(DATA RECORDS begins)

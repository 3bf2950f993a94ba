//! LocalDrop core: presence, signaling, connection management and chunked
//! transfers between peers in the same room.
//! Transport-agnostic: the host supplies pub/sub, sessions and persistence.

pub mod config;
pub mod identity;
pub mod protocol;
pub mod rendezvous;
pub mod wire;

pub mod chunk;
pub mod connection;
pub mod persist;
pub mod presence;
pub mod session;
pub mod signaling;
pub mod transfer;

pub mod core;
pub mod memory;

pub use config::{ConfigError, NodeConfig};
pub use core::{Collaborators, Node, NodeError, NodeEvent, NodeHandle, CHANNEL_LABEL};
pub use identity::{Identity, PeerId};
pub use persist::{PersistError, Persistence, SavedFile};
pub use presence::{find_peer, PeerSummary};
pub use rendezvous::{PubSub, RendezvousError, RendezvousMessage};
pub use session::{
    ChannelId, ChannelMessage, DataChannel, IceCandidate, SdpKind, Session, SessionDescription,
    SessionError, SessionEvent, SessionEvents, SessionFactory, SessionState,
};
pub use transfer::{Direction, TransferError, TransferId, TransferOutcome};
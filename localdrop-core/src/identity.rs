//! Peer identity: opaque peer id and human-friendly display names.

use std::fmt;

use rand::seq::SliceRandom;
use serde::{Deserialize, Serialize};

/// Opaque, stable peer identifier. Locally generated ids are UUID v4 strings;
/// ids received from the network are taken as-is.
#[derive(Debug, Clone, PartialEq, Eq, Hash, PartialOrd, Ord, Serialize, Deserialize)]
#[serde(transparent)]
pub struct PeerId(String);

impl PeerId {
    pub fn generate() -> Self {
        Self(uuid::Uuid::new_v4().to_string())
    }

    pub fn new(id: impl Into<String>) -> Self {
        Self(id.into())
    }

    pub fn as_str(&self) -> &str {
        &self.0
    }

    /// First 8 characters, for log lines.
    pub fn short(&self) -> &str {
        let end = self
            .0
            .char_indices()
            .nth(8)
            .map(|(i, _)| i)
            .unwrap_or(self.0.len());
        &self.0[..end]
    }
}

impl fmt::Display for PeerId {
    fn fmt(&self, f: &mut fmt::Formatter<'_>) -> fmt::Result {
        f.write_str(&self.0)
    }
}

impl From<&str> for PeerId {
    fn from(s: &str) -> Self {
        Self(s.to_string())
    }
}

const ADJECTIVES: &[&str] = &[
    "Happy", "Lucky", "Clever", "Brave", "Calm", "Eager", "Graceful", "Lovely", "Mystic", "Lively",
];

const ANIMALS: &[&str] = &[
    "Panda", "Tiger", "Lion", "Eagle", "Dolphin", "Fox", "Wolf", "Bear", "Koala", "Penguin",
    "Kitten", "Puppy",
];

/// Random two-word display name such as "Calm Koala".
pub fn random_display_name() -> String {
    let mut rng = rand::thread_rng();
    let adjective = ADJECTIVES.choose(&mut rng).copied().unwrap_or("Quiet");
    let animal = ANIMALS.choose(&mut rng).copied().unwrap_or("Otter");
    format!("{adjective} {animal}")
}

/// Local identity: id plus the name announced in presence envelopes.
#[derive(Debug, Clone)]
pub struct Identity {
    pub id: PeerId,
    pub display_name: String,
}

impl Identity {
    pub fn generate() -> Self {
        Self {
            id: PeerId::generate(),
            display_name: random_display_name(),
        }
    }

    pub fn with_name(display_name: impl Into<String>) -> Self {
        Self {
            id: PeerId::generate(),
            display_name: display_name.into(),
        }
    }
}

(DATA RECORDS ends)

(WHAT TO DO): Would you filter the records and copy each line that contains the word "serde"?

(EXPECTED ANSWER):
use serde::{Deserialize, Serialize};
#[serde(transparent)]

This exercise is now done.